ちなみに、ミツバチは分蜂の前にお腹いっぱいにハチミツを溜めて旅経ちます。
「分蜂蜂球」での待機期間や、新たな巣に到着しても蜜を溜める巣が無いわけですから、巣作りが出来るまでしのぐために沢山お腹に抱えて出るのです。
大和ミツバチの「分蜂蜂球」は小さいのは、千匹ほどで、大きいのは1万匹を超えます。
また、女王蜂は、蜂群の大きな巣では3〜4回ほど分蜂を繰り返します。
だいたい最初の分蜂は、大きな「分蜂蜂球」をつくります。
1回目の分蜂から2回目は、数日後にあります。
3回目以降は、一日おきとか、短期間に続く傾向がありますが、天気の影響もあって・・・雨や寒くなった場合はずれるようです。
なぜなら、天気の良い日は一斉に分蜂しますから・・・天気の影響があることは確認できます。
しかし、雨の中でも、寒くても分蜂は行われます。
多分、次の女王蜂が生まれるので・・・待ってくれないのでしょう。

◎「分蜂蜂球」に指!?

大和ミツバチの分蜂蜂球を観察すると、最初はバラバラにざわついて集まった蜂たちが、徐々に塊になって静かになっていきます。
みんな上を向いて落ちないように捉まっています。
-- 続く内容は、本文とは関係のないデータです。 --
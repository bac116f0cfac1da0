//! Determinism testing utilities.
//!
//! Provides a harness for verifying that the simulation produces identical
//! results given identical inputs.
//!
//! # Testing Strategy
//!
//! Replays and balance sweeps rely on a run being a pure function of its
//! grid, config and phase advances. Sources of non-determinism include:
//!
//! - **Floating-point math**: positions and speeds use fixed-point
//!   arithmetic via [`td_core::math::Fixed`].
//!
//! - **HashMap iteration order**: Rust's default hasher is randomized.
//!   Systems always iterate in sorted entity ID order.
//!
//! - **System randomness**: spawn tiles are drawn from a `ChaCha8Rng`
//!   seeded from the config.
//!
//! - **Wall-clock time**: cooldowns and timers read the simulation clock.
//!
//! # Test Levels
//!
//! 1. **Unit tests**: Individual system determinism (A*, waves, etc.)
//! 2. **Property tests**: Random grids must still produce deterministic routes
//! 3. **Integration tests**: Full scenarios are reproducible
//! 4. **Parallel tests**: Running N simulations in parallel all match

use std::thread;

use td_core::simulation::Simulation;

/// Result of a determinism test.
#[derive(Debug, Clone, PartialEq, Eq)]
pub struct DeterminismResult {
    /// Whether all runs produced identical results.
    pub is_deterministic: bool,
    /// Hashes from each run.
    pub hashes: Vec<u64>,
    /// Number of ticks simulated.
    pub ticks: u64,
}

impl DeterminismResult {
    /// Get all unique hashes (should be 1 for deterministic simulation).
    #[must_use]
    pub fn unique_hashes(&self) -> Vec<u64> {
        let mut unique: Vec<u64> = self.hashes.clone();
        unique.sort_unstable();
        unique.dedup();
        unique
    }

    /// Assert that the simulation was deterministic, with a detailed error message.
    ///
    /// # Panics
    ///
    /// Panics if the simulation produced different hashes across runs.
    pub fn assert_deterministic(&self) {
        if !self.is_deterministic {
            let unique = self.unique_hashes();
            panic!(
                "Simulation is non-deterministic!\n\
                 Runs: {}\n\
                 Ticks: {}\n\
                 Unique hashes: {} (expected 1)\n\
                 All hashes: {:?}",
                self.hashes.len(),
                self.ticks,
                unique.len(),
                self.hashes
            );
        }
    }
}

/// Run a simulation multiple times and verify determinism.
///
/// # Arguments
///
/// * `runs` - Number of times to run the simulation
/// * `ticks` - Number of ticks to simulate per run
/// * `setup` - Function to create initial simulation state
/// * `step` - Function to advance simulation by one tick
/// * `hash` - Function to compute state hash
pub fn verify_determinism<S, Setup, Step, HashFn>(
    runs: usize,
    ticks: u64,
    setup: Setup,
    step: Step,
    hash: HashFn,
) -> DeterminismResult
where
    Setup: Fn() -> S,
    Step: Fn(&mut S),
    HashFn: Fn(&S) -> u64,
{
    let mut hashes = Vec::with_capacity(runs);

    for _ in 0..runs {
        let mut state = setup();

        for _ in 0..ticks {
            step(&mut state);
        }

        hashes.push(hash(&state));
    }

    let is_deterministic = hashes.windows(2).all(|w| w[0] == w[1]);

    DeterminismResult {
        is_deterministic,
        hashes,
        ticks,
    }
}

/// Advance a simulation by one tick, panicking on configuration defects.
///
/// # Panics
///
/// Panics if the tick fails.
pub fn step(sim: &mut Simulation) {
    if let Err(err) = sim.tick() {
        panic!("tick {} failed: {err}", sim.clock().tick());
    }
}

/// Runs the simulation twice with identical setup and verifies the final
/// state hashes match exactly.
pub fn verify_simulation_determinism<F>(setup_fn: F, num_ticks: u64) -> bool
where
    F: Fn() -> Simulation,
{
    verify_determinism(2, num_ticks, &setup_fn, step, Simulation::state_hash).is_deterministic
}

/// Result of parallel simulation runs.
#[derive(Debug, Clone)]
pub struct ParallelSimResult {
    /// Final state hash from each simulation.
    pub hashes: Vec<u64>,
    /// Number of ticks each simulation ran.
    pub ticks: u64,
    /// Number of simulations run.
    pub num_sims: usize,
}

impl ParallelSimResult {
    /// Check if all simulations produced identical results.
    #[must_use]
    pub fn is_deterministic(&self) -> bool {
        self.hashes.windows(2).all(|w| w[0] == w[1])
    }

    /// Assert all simulations matched.
    ///
    /// # Panics
    ///
    /// Panics if simulations produced different hashes.
    pub fn assert_deterministic(&self) {
        if !self.is_deterministic() {
            let mut unique: Vec<u64> = self.hashes.clone();
            unique.sort_unstable();
            unique.dedup();
            panic!(
                "Parallel simulations diverged!\n\
                 Simulations: {}\n\
                 Ticks: {}\n\
                 Unique hashes: {}\n\
                 All hashes: {:?}",
                self.num_sims,
                self.ticks,
                unique.len(),
                self.hashes
            );
        }
    }
}

/// Run N simulations on scoped threads and collect final hashes.
///
/// # Panics
///
/// Panics if any simulation thread panics.
pub fn run_parallel_simulations_scoped<F>(setup_fn: F, num_sims: usize, num_ticks: u64) -> ParallelSimResult
where
    F: Fn() -> Simulation + Sync,
{
    let hashes = thread::scope(|s| {
        let handles: Vec<_> = (0..num_sims)
            .map(|_| {
                s.spawn(|| {
                    let mut sim = setup_fn();
                    for _ in 0..num_ticks {
                        step(&mut sim);
                    }
                    sim.state_hash()
                })
            })
            .collect();

        handles.into_iter().map(|h| h.join().unwrap()).collect()
    });

    ParallelSimResult {
        hashes,
        ticks: num_ticks,
        num_sims,
    }
}

/// Compare two simulation runs tick-by-tick, finding first divergence.
///
/// # Returns
///
/// `None` if simulations are deterministic, `Some(tick)` if they diverge
/// at that tick.
pub fn find_first_divergence<F>(setup_fn: F, num_ticks: u64) -> Option<u64>
where
    F: Fn() -> Simulation,
{
    let mut sim1 = setup_fn();
    let mut sim2 = setup_fn();

    if sim1.state_hash() != sim2.state_hash() {
        return Some(0);
    }

    for tick in 1..=num_ticks {
        step(&mut sim1);
        step(&mut sim2);

        if sim1.state_hash() != sim2.state_hash() {
            tracing::warn!(tick, "simulations diverged");
            return Some(tick);
        }
    }

    None
}

/// Proptest strategies for route-planning tests.
pub mod strategies {
    use proptest::prelude::*;
    use td_core::grid::{NavGrid, Terrain, TileCoord};
    use td_core::math::Fixed;

    /// Generate a tile inside a `size`x`size` grid.
    pub fn arb_tile(size: u32) -> impl Strategy<Value = TileCoord> {
        (0..size, 0..size).prop_map(|(x, y)| TileCoord::new(x, y))
    }

    /// Generate a `size`x`size` grid with roughly 20% blocked and 10% rough
    /// tiles.
    pub fn arb_terrain_grid(size: u32) -> impl Strategy<Value = NavGrid> {
        proptest::collection::vec(0u8..10, (size * size) as usize).prop_map(move |cells| {
            let mut grid = NavGrid::new(size, size, Fixed::ONE);
            for (i, cell) in (0u32..).zip(cells) {
                let terrain = match cell {
                    0..=1 => Terrain::Blocked,
                    2 => Terrain::Rough,
                    _ => Terrain::Open,
                };
                grid.set_terrain(TileCoord::new(i % size, i / size), terrain);
            }
            grid
        })
    }
}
このことから前足が強いことが分かります。
整然と並んだ蜂球は美しいです。
西洋ミツバチは、逆さになって蜂球をつくります。足の方が強いのでしょう。

大和ミツバチは、西洋ミツバチよりもはるかに温厚でおとなしいといわれます。
実際どうなのか、蜂球に指を突っ込んでみました。
レースのカーテンがぶら下がって層になっているかのようです。
中は少し暖かくなっています。
次に、持ち上げるように撫でます。
少し驚き、嫌がっています。
整然と上を向いて分蜂蜂球を形成していた蜂たちが乱れました。
しばらく、放っておくとまた美しい蜂球にもどりました。
不思議な生き物・・・大和ミツバチは、おとなしいです。